Assigned task: Each line of the listing that includes "WrittenReceipt" should be reported.

Records shown:
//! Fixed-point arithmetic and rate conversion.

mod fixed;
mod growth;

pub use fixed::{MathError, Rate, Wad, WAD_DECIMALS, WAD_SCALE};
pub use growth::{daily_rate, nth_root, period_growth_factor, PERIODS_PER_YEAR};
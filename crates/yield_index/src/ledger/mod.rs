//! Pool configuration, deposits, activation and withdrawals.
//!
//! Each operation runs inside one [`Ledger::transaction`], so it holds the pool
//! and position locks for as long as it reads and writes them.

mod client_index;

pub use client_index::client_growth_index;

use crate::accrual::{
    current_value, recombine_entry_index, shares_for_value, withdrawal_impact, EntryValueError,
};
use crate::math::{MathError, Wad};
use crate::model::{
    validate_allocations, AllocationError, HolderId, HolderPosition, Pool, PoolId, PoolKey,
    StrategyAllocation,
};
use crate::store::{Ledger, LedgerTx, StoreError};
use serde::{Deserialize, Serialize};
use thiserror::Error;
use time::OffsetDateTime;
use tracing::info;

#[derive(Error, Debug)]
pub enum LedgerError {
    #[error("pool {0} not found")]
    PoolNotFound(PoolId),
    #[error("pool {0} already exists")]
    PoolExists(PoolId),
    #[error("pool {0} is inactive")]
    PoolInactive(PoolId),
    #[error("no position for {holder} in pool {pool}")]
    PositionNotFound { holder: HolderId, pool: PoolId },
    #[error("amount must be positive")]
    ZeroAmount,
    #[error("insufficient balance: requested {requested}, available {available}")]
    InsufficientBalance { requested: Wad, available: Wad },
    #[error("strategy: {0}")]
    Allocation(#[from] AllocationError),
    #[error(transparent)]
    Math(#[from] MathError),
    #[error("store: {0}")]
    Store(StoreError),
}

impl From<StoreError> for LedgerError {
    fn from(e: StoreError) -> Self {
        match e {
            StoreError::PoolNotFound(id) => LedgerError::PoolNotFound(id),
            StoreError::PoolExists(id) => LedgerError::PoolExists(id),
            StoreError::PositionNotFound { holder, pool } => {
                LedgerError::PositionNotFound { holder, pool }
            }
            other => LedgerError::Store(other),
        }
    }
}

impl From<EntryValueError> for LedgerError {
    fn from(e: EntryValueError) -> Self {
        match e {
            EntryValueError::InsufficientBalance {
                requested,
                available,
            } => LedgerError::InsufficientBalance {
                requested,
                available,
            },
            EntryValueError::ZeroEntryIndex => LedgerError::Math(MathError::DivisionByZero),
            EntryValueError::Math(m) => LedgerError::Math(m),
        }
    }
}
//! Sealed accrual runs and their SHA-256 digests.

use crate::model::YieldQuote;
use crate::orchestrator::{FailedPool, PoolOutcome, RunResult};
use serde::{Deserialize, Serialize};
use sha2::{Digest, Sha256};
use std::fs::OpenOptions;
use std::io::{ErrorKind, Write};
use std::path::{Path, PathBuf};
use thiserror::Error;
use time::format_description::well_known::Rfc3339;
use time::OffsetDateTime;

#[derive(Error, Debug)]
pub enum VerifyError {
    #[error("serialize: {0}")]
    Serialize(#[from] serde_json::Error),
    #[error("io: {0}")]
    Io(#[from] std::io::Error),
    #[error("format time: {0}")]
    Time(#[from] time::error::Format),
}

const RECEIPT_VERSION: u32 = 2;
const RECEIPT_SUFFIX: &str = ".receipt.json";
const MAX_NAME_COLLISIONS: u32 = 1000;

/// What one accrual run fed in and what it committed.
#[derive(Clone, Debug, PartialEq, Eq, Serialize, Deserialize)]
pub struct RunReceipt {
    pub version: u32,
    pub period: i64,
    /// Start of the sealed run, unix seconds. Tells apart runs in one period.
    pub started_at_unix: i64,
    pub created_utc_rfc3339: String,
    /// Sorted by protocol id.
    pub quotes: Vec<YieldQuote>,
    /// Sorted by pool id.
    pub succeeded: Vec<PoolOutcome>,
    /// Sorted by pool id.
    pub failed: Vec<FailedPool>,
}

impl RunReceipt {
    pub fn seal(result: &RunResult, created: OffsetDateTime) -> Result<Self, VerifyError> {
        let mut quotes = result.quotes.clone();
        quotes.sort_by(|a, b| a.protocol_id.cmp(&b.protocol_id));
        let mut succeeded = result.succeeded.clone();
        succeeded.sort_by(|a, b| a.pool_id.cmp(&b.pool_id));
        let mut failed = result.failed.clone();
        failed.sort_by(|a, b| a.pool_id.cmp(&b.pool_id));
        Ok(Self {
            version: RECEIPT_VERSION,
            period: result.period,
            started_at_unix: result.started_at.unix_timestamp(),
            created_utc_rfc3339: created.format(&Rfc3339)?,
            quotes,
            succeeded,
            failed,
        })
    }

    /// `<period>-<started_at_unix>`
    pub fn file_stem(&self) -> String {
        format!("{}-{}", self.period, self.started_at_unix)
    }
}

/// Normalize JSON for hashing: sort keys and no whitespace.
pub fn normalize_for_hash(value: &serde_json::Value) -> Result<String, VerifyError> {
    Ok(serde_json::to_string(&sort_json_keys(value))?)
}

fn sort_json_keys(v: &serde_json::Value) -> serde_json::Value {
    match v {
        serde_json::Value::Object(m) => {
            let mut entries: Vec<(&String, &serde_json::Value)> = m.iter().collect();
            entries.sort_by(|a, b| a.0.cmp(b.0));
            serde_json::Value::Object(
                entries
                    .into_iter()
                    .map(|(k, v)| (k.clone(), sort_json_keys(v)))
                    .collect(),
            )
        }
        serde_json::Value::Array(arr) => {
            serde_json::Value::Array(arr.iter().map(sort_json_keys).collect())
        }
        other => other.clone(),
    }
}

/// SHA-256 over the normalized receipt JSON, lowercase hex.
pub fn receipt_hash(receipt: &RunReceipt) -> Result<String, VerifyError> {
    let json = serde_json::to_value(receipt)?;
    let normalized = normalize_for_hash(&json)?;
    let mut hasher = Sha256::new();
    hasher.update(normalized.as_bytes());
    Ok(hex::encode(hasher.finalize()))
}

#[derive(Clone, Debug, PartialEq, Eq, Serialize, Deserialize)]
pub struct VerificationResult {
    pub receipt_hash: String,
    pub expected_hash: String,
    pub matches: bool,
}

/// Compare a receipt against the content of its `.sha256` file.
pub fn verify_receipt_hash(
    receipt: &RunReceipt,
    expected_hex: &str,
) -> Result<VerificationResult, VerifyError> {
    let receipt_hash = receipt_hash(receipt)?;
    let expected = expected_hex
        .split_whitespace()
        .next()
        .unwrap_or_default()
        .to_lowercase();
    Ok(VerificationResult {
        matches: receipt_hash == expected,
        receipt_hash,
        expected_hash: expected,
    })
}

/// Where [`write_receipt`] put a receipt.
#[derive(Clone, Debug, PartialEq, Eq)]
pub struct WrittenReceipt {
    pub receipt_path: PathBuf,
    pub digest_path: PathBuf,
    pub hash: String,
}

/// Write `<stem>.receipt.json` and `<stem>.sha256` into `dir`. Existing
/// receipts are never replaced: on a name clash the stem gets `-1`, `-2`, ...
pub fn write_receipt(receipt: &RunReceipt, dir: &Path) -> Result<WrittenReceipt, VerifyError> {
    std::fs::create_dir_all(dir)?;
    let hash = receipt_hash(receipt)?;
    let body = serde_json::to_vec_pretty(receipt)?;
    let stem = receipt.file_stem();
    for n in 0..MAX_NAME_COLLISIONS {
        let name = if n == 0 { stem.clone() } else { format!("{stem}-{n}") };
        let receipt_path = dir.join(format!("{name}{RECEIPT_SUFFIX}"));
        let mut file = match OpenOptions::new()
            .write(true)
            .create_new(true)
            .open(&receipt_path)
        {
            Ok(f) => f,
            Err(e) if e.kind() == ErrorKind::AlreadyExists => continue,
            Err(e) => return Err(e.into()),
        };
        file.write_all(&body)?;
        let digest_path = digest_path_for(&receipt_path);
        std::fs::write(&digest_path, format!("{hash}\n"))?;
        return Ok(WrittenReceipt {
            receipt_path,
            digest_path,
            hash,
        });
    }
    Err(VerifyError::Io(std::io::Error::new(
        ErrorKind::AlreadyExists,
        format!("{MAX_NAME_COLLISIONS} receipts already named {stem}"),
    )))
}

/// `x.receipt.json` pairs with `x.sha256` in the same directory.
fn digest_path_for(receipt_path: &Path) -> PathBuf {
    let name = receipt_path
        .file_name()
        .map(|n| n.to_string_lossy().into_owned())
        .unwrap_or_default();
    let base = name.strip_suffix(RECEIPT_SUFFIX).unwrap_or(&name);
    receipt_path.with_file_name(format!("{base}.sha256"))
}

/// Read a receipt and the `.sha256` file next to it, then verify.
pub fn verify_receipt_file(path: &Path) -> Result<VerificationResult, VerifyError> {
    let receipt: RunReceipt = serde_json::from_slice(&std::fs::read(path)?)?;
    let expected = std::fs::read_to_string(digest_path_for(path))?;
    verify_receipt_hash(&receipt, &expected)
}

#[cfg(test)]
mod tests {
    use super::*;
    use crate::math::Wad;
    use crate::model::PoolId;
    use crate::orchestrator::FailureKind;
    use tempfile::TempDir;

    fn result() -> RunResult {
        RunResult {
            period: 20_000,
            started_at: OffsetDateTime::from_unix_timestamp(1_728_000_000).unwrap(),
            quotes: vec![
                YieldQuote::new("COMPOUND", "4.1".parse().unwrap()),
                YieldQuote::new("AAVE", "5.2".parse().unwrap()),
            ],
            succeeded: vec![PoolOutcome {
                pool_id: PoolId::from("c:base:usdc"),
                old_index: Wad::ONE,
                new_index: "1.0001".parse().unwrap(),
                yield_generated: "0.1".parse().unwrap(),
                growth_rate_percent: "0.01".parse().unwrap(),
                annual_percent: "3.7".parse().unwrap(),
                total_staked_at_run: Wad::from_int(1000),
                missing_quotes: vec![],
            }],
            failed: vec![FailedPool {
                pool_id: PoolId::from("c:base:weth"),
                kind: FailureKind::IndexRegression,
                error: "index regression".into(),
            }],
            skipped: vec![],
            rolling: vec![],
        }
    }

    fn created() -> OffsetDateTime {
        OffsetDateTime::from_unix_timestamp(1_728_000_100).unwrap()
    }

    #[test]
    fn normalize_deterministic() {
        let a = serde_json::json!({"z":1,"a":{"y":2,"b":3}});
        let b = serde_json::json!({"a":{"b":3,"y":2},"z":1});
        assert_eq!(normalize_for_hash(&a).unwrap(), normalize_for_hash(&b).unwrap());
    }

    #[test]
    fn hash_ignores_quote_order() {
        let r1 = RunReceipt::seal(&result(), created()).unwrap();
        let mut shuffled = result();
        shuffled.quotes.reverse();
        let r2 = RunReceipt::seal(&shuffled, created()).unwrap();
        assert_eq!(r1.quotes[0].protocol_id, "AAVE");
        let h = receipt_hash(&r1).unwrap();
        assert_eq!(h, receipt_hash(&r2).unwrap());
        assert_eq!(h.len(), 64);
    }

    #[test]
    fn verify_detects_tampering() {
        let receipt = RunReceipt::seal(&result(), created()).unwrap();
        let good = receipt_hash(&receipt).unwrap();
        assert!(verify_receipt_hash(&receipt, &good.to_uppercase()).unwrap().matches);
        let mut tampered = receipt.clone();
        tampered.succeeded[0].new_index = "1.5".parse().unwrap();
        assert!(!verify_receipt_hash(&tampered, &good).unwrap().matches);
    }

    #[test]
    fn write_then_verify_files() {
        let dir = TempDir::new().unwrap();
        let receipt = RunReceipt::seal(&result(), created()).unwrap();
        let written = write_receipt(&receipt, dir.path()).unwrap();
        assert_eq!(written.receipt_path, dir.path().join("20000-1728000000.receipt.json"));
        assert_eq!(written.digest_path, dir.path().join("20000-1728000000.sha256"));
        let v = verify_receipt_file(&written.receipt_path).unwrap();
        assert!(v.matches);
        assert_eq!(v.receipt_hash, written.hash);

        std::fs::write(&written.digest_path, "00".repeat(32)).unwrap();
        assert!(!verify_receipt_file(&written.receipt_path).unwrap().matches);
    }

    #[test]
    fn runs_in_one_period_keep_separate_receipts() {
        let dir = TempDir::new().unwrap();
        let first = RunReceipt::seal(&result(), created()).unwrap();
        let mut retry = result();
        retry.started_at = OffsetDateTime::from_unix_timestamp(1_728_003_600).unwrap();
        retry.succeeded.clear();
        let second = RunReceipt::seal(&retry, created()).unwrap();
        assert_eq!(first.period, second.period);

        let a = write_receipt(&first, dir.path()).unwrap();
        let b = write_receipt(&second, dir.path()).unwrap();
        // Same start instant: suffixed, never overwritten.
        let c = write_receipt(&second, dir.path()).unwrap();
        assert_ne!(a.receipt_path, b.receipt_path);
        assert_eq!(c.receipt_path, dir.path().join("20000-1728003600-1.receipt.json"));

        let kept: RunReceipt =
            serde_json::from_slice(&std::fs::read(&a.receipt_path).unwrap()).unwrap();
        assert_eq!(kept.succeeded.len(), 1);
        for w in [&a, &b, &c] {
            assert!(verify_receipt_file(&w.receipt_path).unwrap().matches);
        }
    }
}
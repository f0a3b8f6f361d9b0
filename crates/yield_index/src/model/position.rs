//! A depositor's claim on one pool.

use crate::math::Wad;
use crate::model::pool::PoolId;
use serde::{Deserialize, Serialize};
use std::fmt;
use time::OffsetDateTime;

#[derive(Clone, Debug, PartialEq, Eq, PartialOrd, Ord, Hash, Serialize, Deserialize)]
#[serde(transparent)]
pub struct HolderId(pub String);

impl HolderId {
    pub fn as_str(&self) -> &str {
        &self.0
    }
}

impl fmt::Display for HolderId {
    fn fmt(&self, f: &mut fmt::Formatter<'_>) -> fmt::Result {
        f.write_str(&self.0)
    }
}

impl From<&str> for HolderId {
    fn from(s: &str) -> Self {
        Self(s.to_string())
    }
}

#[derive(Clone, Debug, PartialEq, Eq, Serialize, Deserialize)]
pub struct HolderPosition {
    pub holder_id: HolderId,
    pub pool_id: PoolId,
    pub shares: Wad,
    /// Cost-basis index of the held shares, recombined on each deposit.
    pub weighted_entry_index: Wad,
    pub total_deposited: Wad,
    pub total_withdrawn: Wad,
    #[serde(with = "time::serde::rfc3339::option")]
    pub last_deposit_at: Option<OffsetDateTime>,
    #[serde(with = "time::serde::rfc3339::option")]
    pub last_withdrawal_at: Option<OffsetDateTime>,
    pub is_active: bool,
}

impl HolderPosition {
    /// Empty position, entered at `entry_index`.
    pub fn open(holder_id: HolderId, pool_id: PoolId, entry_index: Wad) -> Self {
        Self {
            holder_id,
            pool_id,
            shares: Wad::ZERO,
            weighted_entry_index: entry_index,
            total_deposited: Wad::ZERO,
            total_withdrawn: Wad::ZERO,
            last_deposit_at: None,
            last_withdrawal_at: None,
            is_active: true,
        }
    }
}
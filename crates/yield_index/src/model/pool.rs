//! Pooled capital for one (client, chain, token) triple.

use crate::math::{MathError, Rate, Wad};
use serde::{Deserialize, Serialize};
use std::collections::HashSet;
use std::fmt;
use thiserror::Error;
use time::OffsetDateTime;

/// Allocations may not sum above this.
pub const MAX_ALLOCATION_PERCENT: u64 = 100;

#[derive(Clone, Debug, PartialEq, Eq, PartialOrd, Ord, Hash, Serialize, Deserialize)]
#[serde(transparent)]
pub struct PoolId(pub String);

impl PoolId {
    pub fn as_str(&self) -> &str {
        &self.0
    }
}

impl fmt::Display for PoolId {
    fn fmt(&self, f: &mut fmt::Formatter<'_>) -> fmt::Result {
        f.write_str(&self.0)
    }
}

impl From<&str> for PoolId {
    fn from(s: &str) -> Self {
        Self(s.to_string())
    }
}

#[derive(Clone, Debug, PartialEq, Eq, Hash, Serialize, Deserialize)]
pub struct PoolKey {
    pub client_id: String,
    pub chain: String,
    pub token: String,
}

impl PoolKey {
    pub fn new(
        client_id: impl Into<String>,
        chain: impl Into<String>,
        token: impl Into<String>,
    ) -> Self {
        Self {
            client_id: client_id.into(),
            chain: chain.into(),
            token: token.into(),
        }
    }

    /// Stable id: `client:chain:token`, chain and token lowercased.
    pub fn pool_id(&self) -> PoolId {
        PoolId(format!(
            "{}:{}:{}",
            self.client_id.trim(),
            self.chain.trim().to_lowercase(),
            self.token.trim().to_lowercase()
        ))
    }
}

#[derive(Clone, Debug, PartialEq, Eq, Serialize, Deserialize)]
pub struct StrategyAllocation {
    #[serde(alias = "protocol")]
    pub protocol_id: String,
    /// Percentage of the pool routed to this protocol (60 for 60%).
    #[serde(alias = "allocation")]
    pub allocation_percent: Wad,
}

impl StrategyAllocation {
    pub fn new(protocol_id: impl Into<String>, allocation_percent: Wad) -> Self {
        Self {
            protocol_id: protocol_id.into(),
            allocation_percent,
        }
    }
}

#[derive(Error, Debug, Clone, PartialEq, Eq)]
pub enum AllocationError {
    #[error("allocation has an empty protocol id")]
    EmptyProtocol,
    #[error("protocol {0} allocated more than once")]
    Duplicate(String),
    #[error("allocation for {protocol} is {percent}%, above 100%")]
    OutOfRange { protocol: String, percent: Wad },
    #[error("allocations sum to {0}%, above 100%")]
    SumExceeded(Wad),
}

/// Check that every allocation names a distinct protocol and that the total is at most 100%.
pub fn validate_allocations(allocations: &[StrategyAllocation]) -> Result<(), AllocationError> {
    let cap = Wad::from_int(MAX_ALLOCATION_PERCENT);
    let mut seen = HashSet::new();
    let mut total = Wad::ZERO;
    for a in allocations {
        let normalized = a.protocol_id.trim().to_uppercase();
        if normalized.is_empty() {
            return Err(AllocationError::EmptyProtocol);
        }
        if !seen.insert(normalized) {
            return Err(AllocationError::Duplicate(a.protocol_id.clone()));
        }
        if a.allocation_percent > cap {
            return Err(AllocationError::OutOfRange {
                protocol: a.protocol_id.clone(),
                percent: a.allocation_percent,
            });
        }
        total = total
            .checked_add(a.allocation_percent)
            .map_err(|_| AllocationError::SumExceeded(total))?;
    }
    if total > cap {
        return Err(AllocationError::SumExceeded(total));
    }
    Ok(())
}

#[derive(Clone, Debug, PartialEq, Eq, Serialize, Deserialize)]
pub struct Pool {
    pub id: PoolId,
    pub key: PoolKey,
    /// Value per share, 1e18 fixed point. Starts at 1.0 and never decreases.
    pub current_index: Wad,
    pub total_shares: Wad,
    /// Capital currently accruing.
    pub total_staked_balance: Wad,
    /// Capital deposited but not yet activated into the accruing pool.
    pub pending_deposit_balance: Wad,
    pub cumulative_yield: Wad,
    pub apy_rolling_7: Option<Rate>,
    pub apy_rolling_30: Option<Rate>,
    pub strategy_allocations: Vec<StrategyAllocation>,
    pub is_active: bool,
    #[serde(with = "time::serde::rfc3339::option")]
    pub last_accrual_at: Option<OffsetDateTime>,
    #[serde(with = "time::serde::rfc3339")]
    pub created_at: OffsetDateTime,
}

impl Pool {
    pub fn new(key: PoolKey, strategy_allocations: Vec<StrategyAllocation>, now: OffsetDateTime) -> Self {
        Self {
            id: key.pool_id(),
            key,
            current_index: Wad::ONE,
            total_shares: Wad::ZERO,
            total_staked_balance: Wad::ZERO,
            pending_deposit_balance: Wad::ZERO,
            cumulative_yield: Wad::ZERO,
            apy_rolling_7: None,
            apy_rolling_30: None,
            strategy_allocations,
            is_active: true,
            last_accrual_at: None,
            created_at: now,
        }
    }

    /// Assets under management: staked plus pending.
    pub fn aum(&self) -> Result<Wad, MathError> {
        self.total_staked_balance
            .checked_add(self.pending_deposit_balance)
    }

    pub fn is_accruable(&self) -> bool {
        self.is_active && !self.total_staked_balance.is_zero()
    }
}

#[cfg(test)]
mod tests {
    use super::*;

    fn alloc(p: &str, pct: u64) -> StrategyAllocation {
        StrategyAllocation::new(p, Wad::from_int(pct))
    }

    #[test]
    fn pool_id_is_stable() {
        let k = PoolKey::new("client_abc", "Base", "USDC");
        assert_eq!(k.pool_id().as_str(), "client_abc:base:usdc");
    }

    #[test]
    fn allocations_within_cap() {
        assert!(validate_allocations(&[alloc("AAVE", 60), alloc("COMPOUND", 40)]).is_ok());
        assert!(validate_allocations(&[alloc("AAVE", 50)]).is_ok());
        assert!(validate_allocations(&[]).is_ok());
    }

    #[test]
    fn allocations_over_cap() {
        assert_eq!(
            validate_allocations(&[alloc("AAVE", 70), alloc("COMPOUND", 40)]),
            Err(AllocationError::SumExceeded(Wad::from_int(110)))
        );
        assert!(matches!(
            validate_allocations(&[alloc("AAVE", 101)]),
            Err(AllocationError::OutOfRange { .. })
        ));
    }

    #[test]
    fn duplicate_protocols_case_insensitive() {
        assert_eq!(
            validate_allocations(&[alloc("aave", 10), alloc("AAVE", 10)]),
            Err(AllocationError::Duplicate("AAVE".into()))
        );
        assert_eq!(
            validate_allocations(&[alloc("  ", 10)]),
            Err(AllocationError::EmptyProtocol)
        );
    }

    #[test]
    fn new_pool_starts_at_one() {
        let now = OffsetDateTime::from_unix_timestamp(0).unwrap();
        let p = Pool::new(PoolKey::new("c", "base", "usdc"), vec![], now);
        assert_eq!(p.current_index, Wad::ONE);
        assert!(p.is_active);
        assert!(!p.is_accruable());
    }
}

Solution for this problem:
pub struct WrittenReceipt {
pub fn write_receipt(receipt: &RunReceipt, dir: &Path) -> Result<WrittenReceipt, VerifyError> {
        return Ok(WrittenReceipt {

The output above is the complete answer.